From Crisis to Crisis: Costs Only Part of the Problem

Rusty Monhollon | Jul 1, 2013

I listened intently to President Obama’s speech in Buffalo last week. The president’s assessment of the state of higher education and his proposals for addressing its failings directly shape my work as a policymaker at a state higher education agency. The president believes we face “a crisis in terms of college affordability and student debt.” His solution is to hold institutions and students accountable by using federal financial aid as an incentive for performance and innovation.

Under the administration’s plan, colleges would be “rated” by the value they offer students, with federal financial assistance hanging in the balance. “It is time to stop subsidizing schools that are not producing good results,” Mr. Obama declared, “and reward schools that deliver for American students and our future.” The president argues these measures “will help parents and students figure out how much value a college truly offers,” and highly rated institutions will “see their taxpayer funding go up.” The president also seeks to make students accountable for their own education by requiring academic completion as a prerequisite for continued federal grants.

From a policymaker’s perspective, it’s difficult to argue against the principle of institutional (and student) accountability through the use of appropriate measures of performance. As a practical matter, however, I have serious concerns about rating colleges based on their “value.” How will the Department of Education apply such measures as the amount of debt an institution’s graduates accumulate, its graduation rates, and its alumni performance fairly across the full spectrum of postsecondary education in the United States? Will the department use the same metrics to establish the “value” of training certified welders and training engineers?
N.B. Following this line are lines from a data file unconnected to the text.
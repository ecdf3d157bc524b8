use aws_config::SdkConfig;

mod analysis_record;

use models_image_analysis::AnalysisRecord;

#[derive(Debug, Clone)]
pub struct DynamodbClient {
    pub analysis_results: AnalysisResults,
}

impl DynamodbClient {
    pub fn new(aws_config: &SdkConfig, analysis_results_table: String) -> Self {
        let client = aws_sdk_dynamodb::Client::new(aws_config);

        Self::new_from_client(client, analysis_results_table)
    }

    pub fn new_from_client(
        client: aws_sdk_dynamodb::Client,
        analysis_results_table: String,
    ) -> Self {
        Self {
            analysis_results: AnalysisResults {
                table: analysis_results_table,
                client,
            },
        }
    }
}

#[derive(Debug, Clone)]
pub struct AnalysisResults {
    table: String,
    client: aws_sdk_dynamodb::Client,
}

impl AnalysisResults {
    /// Writes the record, replacing any existing record with the same image name.
    #[tracing::instrument(skip(self, record), fields(table=%self.table, image_name=%record.image_name))]
    pub async fn put_analysis_record(&self, record: &AnalysisRecord) -> anyhow::Result<()> {
        analysis_record::put_analysis_record(&self.client, &self.table, record).await
    }
}
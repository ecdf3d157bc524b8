use models_image_analysis::AnalysisRecord;
use rekognition_client::DetectLabelsErr;
use thiserror::Error;

use super::{
    AnalysisRecordStore, LabelDetector,
    labels::{self, NormalizeErr},
};
use crate::model::ObjectLocation;

/// Anything that went wrong after the event was decoded.
/// Every variant is reported to the caller the same way.
#[derive(Debug, Error)]
pub enum ProcessError {
    #[error(transparent)]
    Labeling(#[from] DetectLabelsErr),
    #[error(transparent)]
    Normalize(#[from] NormalizeErr),
    #[error("{0:#}")]
    Store(anyhow::Error),
}

/// Labels the object and stores the analysis.
/// The record is only written once every label has been normalized.
#[tracing::instrument(skip_all, fields(bucket=%location.bucket, key=%location.key))]
pub async fn process<D, S>(
    detector: &D,
    store: &S,
    location: &ObjectLocation,
) -> Result<AnalysisRecord, ProcessError>
where
    D: LabelDetector,
    S: AnalysisRecordStore,
{
    tracing::info!("detecting labels");
    let detected = detector
        .detect_labels(&location.bucket, &location.key)
        .await?;

    tracing::info!(label_count = detected.len(), "label detection response received");

    let labels = labels::normalize_labels(detected)?;

    tracing::info!(labels=?labels, "detected labels");

    let record = AnalysisRecord {
        image_name: location.key.clone(),
        labels,
        bucket: location.bucket.clone(),
    };

    store
        .put_record(&record)
        .await
        .map_err(ProcessError::Store)?;

    tracing::info!("stored analysis record");

    Ok(record)
}
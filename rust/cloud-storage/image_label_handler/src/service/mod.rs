pub mod labels;
pub mod process;
mod outbound;

use models_image_analysis::{AnalysisRecord, DetectedLabel};
use rekognition_client::DetectLabelsErr;

pub use process::process;

/// Something which can label the image stored at a bucket and key
#[cfg_attr(test, mockall::automock)]
pub trait LabelDetector: Send + Sync + 'static {
    /// returns the labels ranked by the service, most relevant first
    fn detect_labels(
        &self,
        bucket: &str,
        key: &str,
    ) -> impl Future<Output = Result<Vec<DetectedLabel>, DetectLabelsErr>> + Send;
}

/// Where analysis records end up
#[cfg_attr(test, mockall::automock)]
pub trait AnalysisRecordStore: Send + Sync + 'static {
    /// insert the record or fully replace the one with the same image name
    fn put_record(&self, record: &AnalysisRecord)
    -> impl Future<Output = anyhow::Result<()>> + Send;
}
Emergency medical technicians and physicians? It seems difficult at best to develop a national rating system that fairly accounts for both community colleges and comprehensive universities, or technical schools and liberal arts colleges.

There are other practical concerns. Holding institutions accountable for how much debt students take on while in college places accountability on the wrong set of shoulders. There is plenty of evidence (both anecdotal and research-based) that students spend student loan money on more than just books and tuition. The precipitous decline in state-level support for higher education has forced public colleges to scramble for new sources of revenue. This, in turn, has created cut-throat competition to attract students and the diversion of already scarce funds into marketing and other noninstructional areas.
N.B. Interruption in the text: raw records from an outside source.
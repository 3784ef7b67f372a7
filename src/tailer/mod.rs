//! Remote container log tailing over SSH
//!
//! The tailer runs as its own task for the whole run. Its only link to the
//! probe loop is the append-only [`LogSink`].

use std::path::PathBuf;
use std::process::Stdio;
use std::sync::{Arc, Mutex};

use chrono::{DateTime, Utc};
use tokio::io::{AsyncBufReadExt, AsyncRead, BufReader};
use tokio::process::Command;
use tokio::sync::mpsc;
use tokio::task::JoinHandle;
use tracing::{debug, info, warn};

use crate::config::RemoteLogConfig;
use crate::constants::{REMOTE_CONNECT_TIMEOUT_SECS, REMOTE_ERROR_KEYWORDS, REMOTE_LOG_HEALTH_CHECK, REMOTE_LOG_TAIL_LINES};

#[derive(Debug, Clone)]
pub struct LogLine {
    pub at: DateTime<Utc>,
    pub text: String,
}

/// Append-only, timestamped store of remote log lines
#[derive(Debug, Clone, Default)]
pub struct LogSink {
    lines: Arc<Mutex<Vec<LogLine>>>,
}

impl LogSink {
    pub fn new() -> Self {
        Self::default()
    }

    pub fn append(&self, text: impl Into<String>) {
        self.append_at(Utc::now(), text);
    }

    pub fn append_at(&self, at: DateTime<Utc>, text: impl Into<String>) {
        if let Ok(mut lines) = self.lines.lock() {
            lines.push(LogLine { at, text: text.into() });
        }
    }

    pub fn len(&self) -> usize {
        self.lines.lock().map(|l| l.len()).unwrap_or(0)
    }

    pub fn is_empty(&self) -> bool {
        self.len() == 0
    }

    /// Lines inside `[from, to]` that look like errors
    pub fn errors_between(&self, from: DateTime<Utc>, to: DateTime<Utc>) -> Vec<String> {
        let Ok(lines) = self.lines.lock() else {
            return Vec::new();
        };
        lines
            .iter()
            .filter(|line| line.at >= from && line.at <= to)
            .filter(|line| {
                let lower = line.text.to_lowercase();
                REMOTE_ERROR_KEYWORDS.iter().any(|kw| lower.contains(kw))
            })
            .map(|line| line.text.clone())
            .collect()
    }
}

/// Where and how to reach the container log
#[derive(Debug, Clone)]
pub struct TailTarget {
    pub ssh_command: String,
    pub host: String,
    pub username: Option<String>,
    pub identity_file: Option<PathBuf>,
    pub container: String,
}

impl TailTarget {
    /// `None` when no host is configured
    pub fn from_config(config: &RemoteLogConfig) -> Option<Self> {
        let host = config.host.as_ref().filter(|h| !h.trim().is_empty())?;
        Some(Self {
            ssh_command: config.ssh_path.clone(),
            host: host.clone(),
            username: config.username.clone(),
            identity_file: config.identity_file.clone(),
            container: config.container.clone(),
        })
    }

    fn destination(&self) -> String {
        match &self.username {
            Some(user) => format!("{user}@{}", self.host),
            None => self.host.clone(),
        }
    }

    pub fn remote_command(&self) -> String {
        format!("docker logs -f --tail {REMOTE_LOG_TAIL_LINES} {}", self.container)
    }

    fn build_command(&self) -> Command {
        let mut cmd = Command::new(&self.ssh_command);
        cmd.args(["-o", "BatchMode=yes"]);
        cmd.arg("-o").arg(format!("ConnectTimeout={REMOTE_CONNECT_TIMEOUT_SECS}"));
        if let Some(identity) = &self.identity_file {
            cmd.arg("-i").arg(identity);
        }
        cmd.arg(self.destination());
        cmd.arg(self.remote_command());
        cmd.stdin(Stdio::null())
            .stdout(Stdio::piped())
            .stderr(Stdio::piped())
            .kill_on_drop(true);
        cmd
    }
}

/// Handle to the running tail task
pub struct RemoteLogTailer {
    task: JoinHandle<()>,
}

impl RemoteLogTailer {
    /// Starts tailing in the background. Failures are logged, never returned.
    pub fn spawn(target: TailTarget, sink: LogSink) -> Self {
        Self {
            task: tokio::spawn(tail(target, sink)),
        }
    }

    /// Ends the remote session; dropping the task kills the ssh process.
    pub async fn stop(self) {
        self.task.abort();
        let _ = self.task.await;
    }
}

async fn tail(target: TailTarget, sink: LogSink) {
    info!("Connecting to {} to tail logs...", target.host);
    let mut child = match target.build_command().spawn() {
        Ok(child) => child,
        Err(e) => {
            warn!("--- ERROR: Could not start ssh to tail Docker logs: {e} ---");
            return;
        }
    };
    info!("Executing remote command: {}", target.remote_command());

    // docker logs replays the container's stdout and stderr separately
    let (tx, mut rx) = mpsc::unbounded_channel();
    if let Some(stdout) = child.stdout.take() {
        tokio::spawn(forward_lines(stdout, tx.clone()));
    }
    if let Some(stderr) = child.stderr.take() {
        tokio::spawn(forward_lines(stderr, tx.clone()));
    }
    drop(tx);

    match tokio::time::timeout(REMOTE_LOG_HEALTH_CHECK, rx.recv()).await {
        Ok(Some(line)) => record(&sink, line),
        Ok(None) => {}
        Err(_) => warn!(
            "--- WARNING: Connected, but no log data was received after {} seconds. The container might be silent. ---",
            REMOTE_LOG_HEALTH_CHECK.as_secs()
        ),
    }
    while let Some(line) = rx.recv().await {
        record(&sink, line);
    }

    match child.wait().await {
        Ok(status) if status.success() => info!("Remote log stream closed"),
        Ok(status) => warn!("Remote log session ended with {status}"),
        Err(e) => warn!("Remote log session failed: {e}"),
    }
}

fn record(sink: &LogSink, line: String) {
    debug!(target: "iptv_tuner::remote", "{line}");
    sink.append(line);
}

async fn forward_lines<R: AsyncRead + Unpin>(reader: R, tx: mpsc::UnboundedSender<String>) {
    let mut lines = BufReader::new(reader).lines();
    while let Ok(Some(line)) = lines.next_line().await {
        let line = line.trim().to_string();
        if !line.is_empty() && tx.send(line).is_err() {
            break;
        }
    }
}
use std::time::Duration;

use anyhow::{Context, bail};
use chrono::{DateTime, Local, Utc};
use reqwest::Client;
use tracing::{info, warn};

use crate::constants::{PROBE_SETTLE, PROFILE_SETTLE};
use crate::engine::{FfmpegEngine, PlaybackEngine};
use crate::inspector::StreamInspector;
use crate::network::create_http_client;
use crate::playlist::{self, Selection};
use crate::probe::{ProbeSettings, TuningProbe};
use crate::profiles::{ActiveProfile, DispatcharrClient, ProfileSelection, ProfileType, StreamProfile};
use crate::report::Reporter;
use crate::store::ResultsStore;
use crate::tailer::{LogSink, RemoteLogTailer, TailTarget};
use crate::types::{Channel, Options, StreamInfo, TuneResult};

const BASELINE_RUN: &str = "Baseline (direct)";

pub async fn run(opts: Options) -> anyhow::Result<()> {
    let config = &opts.config;
    let engine = FfmpegEngine::new(&config.tuning.ffmpeg_path, opts.view);
    engine.verify().await.context("Playback engine is not available")?;

    let store = ResultsStore::new(&config.output.results_file);
    if opts.reset {
        store.reset()?;
    }
    // A corrupt table stops the run before anything is tuned
    store.load_existing()?;

    let sink = LogSink::new();
    let tailer = match (opts.debug, TailTarget::from_config(&config.remote_log)) {
        (true, Some(target)) => Some(RemoteLogTailer::spawn(target, sink.clone())),
        (true, None) => {
            warn!("Debug mode: remote_log.host is not configured, container logs will not be tailed");
            None
        }
        _ => None,
    };

    let session = Session::new(&opts, &engine, &store, &sink)?;
    let outcome = session.run_all().await;
    if let Some(tailer) = tailer {
        tailer.stop().await;
    }
    outcome?;

    let table = store.load_existing()?;
    info!("{}", Reporter::render_console(&table));
    if opts.report {
        if table.is_empty() {
            info!("No results to include in report.");
        } else {
            Reporter::write_html(&table, &config.output.report_file)
                .with_context(|| format!("Could not write HTML report {}", config.output.report_file.display()))?;
        }
    }
    info!("Finished.");
    Ok(())
}

/// One invocation's run targets and the collaborators they share
struct Session<'a> {
    opts: &'a Options,
    engine: &'a dyn PlaybackEngine,
    store: &'a ResultsStore,
    sink: &'a LogSink,
    http: Client,
    inspector: Option<StreamInspector>,
    /// Clock for run labels
    now: fn() -> DateTime<Local>,
}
I was trained as a historian, and spent nearly two decades teaching in college classrooms. Much of what the president said I had heard before. Since at least the end of World War II, higher education has seemingly moved from one crisis to another. Speaking in 1949, John Hanna, president of Michigan State University, warned of a “serious financial crisis” that “places more of the financial burden of a college education on students.” He further declared that colleges must “embark on a program of economy and efficiency, ‘making one dollar do the work of two.’” The president of the Ford Foundation in 1958 declared “that higher education is beset to day by financial difficulties greater than those of any other period in” American history. In 1963, President Kennedy implored Congress to address the “long-predicted crisis in higher education.”
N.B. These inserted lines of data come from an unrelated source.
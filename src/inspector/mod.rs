//! Stream inspection with FFprobe
//!
//! Runs independently of the tuning measurement; the summary is attached to
//! the result for display only.

use std::process::Stdio;
use std::time::Duration;

use serde::Deserialize;
use thiserror::Error;
use tokio::process::Command;
use tracing::{debug, warn};

use crate::constants::{PROBE_ATTEMPTS, PROBE_RETRY_DELAY};
use crate::types::CodecSummary;

#[derive(Debug, Error)]
pub enum InspectError {
    #[error("Failed to execute ffprobe: {0}")]
    Spawn(#[from] std::io::Error),

    #[error("FFprobe timeout after {0:?}")]
    Timeout(Duration),

    #[error("FFprobe error: {0}")]
    Probe(String),

    #[error("Failed to parse ffprobe output: {0}")]
    Parse(#[from] serde_json::Error),
}

#[derive(Debug, Deserialize)]
struct ProbeOutput {
    #[serde(default)]
    streams: Vec<ProbeStream>,
    format: Option<ProbeFormat>,
    error: Option<ProbeErrorInfo>,
}

#[derive(Debug, Deserialize)]
struct ProbeStream {
    codec_type: Option<String>,
    codec_name: Option<String>,
}

#[derive(Debug, Deserialize)]
struct ProbeFormat {
    format_name: Option<String>,
}

#[derive(Debug, Deserialize)]
struct ProbeErrorInfo {
    code: Option<i32>,
    string: Option<String>,
}

pub struct StreamInspector {
    ffprobe_command: String,
    user_agent: String,
    probe_timeout: Duration,
    attempts: u32,
    retry_delay: Duration,
}

impl StreamInspector {
    pub fn new(ffprobe_command: impl Into<String>, user_agent: impl Into<String>, probe_timeout: Duration) -> Self {
        Self {
            ffprobe_command: ffprobe_command.into(),
            user_agent: user_agent.into(),
            probe_timeout,
            attempts: PROBE_ATTEMPTS,
            retry_delay: PROBE_RETRY_DELAY,
        }
    }

    /// Probes `url`, retrying failed attempts. The summary records whether a retry was needed.
    pub async fn inspect(&self, url: &str) -> Result<CodecSummary, InspectError> {
        let mut attempt = 1;
        loop {
            match self.probe_once(url).await {
                Ok(mut summary) => {
                    summary.retried = attempt > 1;
                    return Ok(summary);
                }
                Err(e) if attempt < self.attempts => {
                    warn!(
                        "    FFprobe attempt {attempt}/{} failed ({e}), retrying in {}s...",
                        self.attempts,
                        self.retry_delay.as_secs()
                    );
                    tokio::time::sleep(self.retry_delay).await;
                    attempt += 1;
                }
                Err(e) => return Err(e),
            }
        }
    }

    async fn probe_once(&self, url: &str) -> Result<CodecSummary, InspectError> {
        debug!("Probing input stream: {url}");
        let io_timeout_us = self.probe_timeout.as_micros().to_string();

        let mut cmd = Command::new(&self.ffprobe_command);
        cmd.args(["-v", "error", "-print_format", "json", "-show_error"]);
        cmd.args(["-show_entries", "stream=codec_type,codec_name:format=format_name"]);
        cmd.args(["-user_agent", &self.user_agent]);
        cmd.args(["-timeout", &io_timeout_us]);
        cmd.arg(url);
        cmd.stdin(Stdio::null())
            .stdout(Stdio::piped())
            .stderr(Stdio::piped())
            .kill_on_drop(true);

        // The process gets a little longer than its own I/O timeout
        let limit = self.probe_timeout + Duration::from_secs(5);
        let output = tokio::time::timeout(limit, cmd.output())
            .await
            .map_err(|_| InspectError::Timeout(limit))??;

        let stdout = String::from_utf8_lossy(&output.stdout);
        if stdout.trim().is_empty() {
            let stderr = String::from_utf8_lossy(&output.stderr);
            let last = stderr.lines().last().unwrap_or("no output").trim().to_string();
            return Err(InspectError::Probe(last));
        }
        parse_probe_output(&stdout)
    }
}

/// Builds the summary from ffprobe's JSON document.
pub fn parse_probe_output(json: &str) -> Result<CodecSummary, InspectError> {
    let output: ProbeOutput = serde_json::from_str(json)?;
    if let Some(error) = output.error {
        let message = error.string.unwrap_or_else(|| "unknown ffprobe error".into());
        return Err(InspectError::Probe(match error.code {
            Some(code) => format!("{message} (code {code})"),
            None => message,
        }));
    }

    let container = output
        .format
        .and_then(|f| f.format_name)
        .map(|names| names.split(',').map(str::trim).collect::<Vec<_>>().join(", ").to_uppercase())
        .unwrap_or_else(|| "N/A".into());
    let codec_of = |kind: &str| {
        output
            .streams
            .iter()
            .find(|s| s.codec_type.as_deref() == Some(kind))
            .and_then(|s| s.codec_name.as_deref())
            .map(str::to_uppercase)
            .unwrap_or_else(|| "N/A".into())
    };

    Ok(CodecSummary {
        container,
        video: normalize_video_codec(&codec_of("video")),
        audio: codec_of("audio"),
        retried: false,
    })
}

fn normalize_video_codec(codec: &str) -> String {
    match codec {
        "H264" => "AVC".into(),
        "H265" => "HEVC".into(),
        other => other.into(),
    }
}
The US economy and society is vastly different today than it was a mere five decades ago. During the Cold War federal research dollars poured into university coffers, sustaining and expanding institutional infrastructure and capacity. American assembly lines spewed forth automobiles, televisions, and refrigerators. A high school diploma was a ticket to a comfortable lifestyle. The baby boomers were just beginning to flood college campuses. The Cold War has ended, manufacturing jobs withered away, a college degree is the ticket to a comfortable lifestyle, and the baby boomers are just beginning to retire. While it’s evident our economy and society have changed, it’s less clear if higher education has. As the Spellings Report noted in 2006, higher education “has yet to address the fundamental issues of how academic programs and institutions must be transformed to serve the changing educational needs of a knowledge economy. It has yet to successfully confront the impact of globalization, rapidly evolving technologies, an increasingly diverse and aging population, and an evolving marketplace characterized by new needs and new paradigms.

I don’t mean to minimize, or trivialize, the very real challenges facing higher education today. The real “crisis” in higher education, in my view, is not funding (when hasn’t that been an issue?) but the direction of a public discourse about the very nature and purpose of the enterprise itself. Is the purpose of higher education workforce development or developing the person? Is it a public or private good, benefitting the entire society or only the individual degree seeker? How we as a society answer to these questions will go a long way in shaping higher education in the 21st century.

Rusty Monhollon is assistant commissioner for academic affairs at the Missouri Department of Higher Education. Previously, he was associate professor of history and director for the masters of arts in humanities program at Hood College in Frederick, Maryland. He is the author of “This is America?”: The Sixties in Lawrence, Kansas (Palgrave, 2002) and the editor of Baby Boom: People and Perspectives (ABC-Clio, 2010).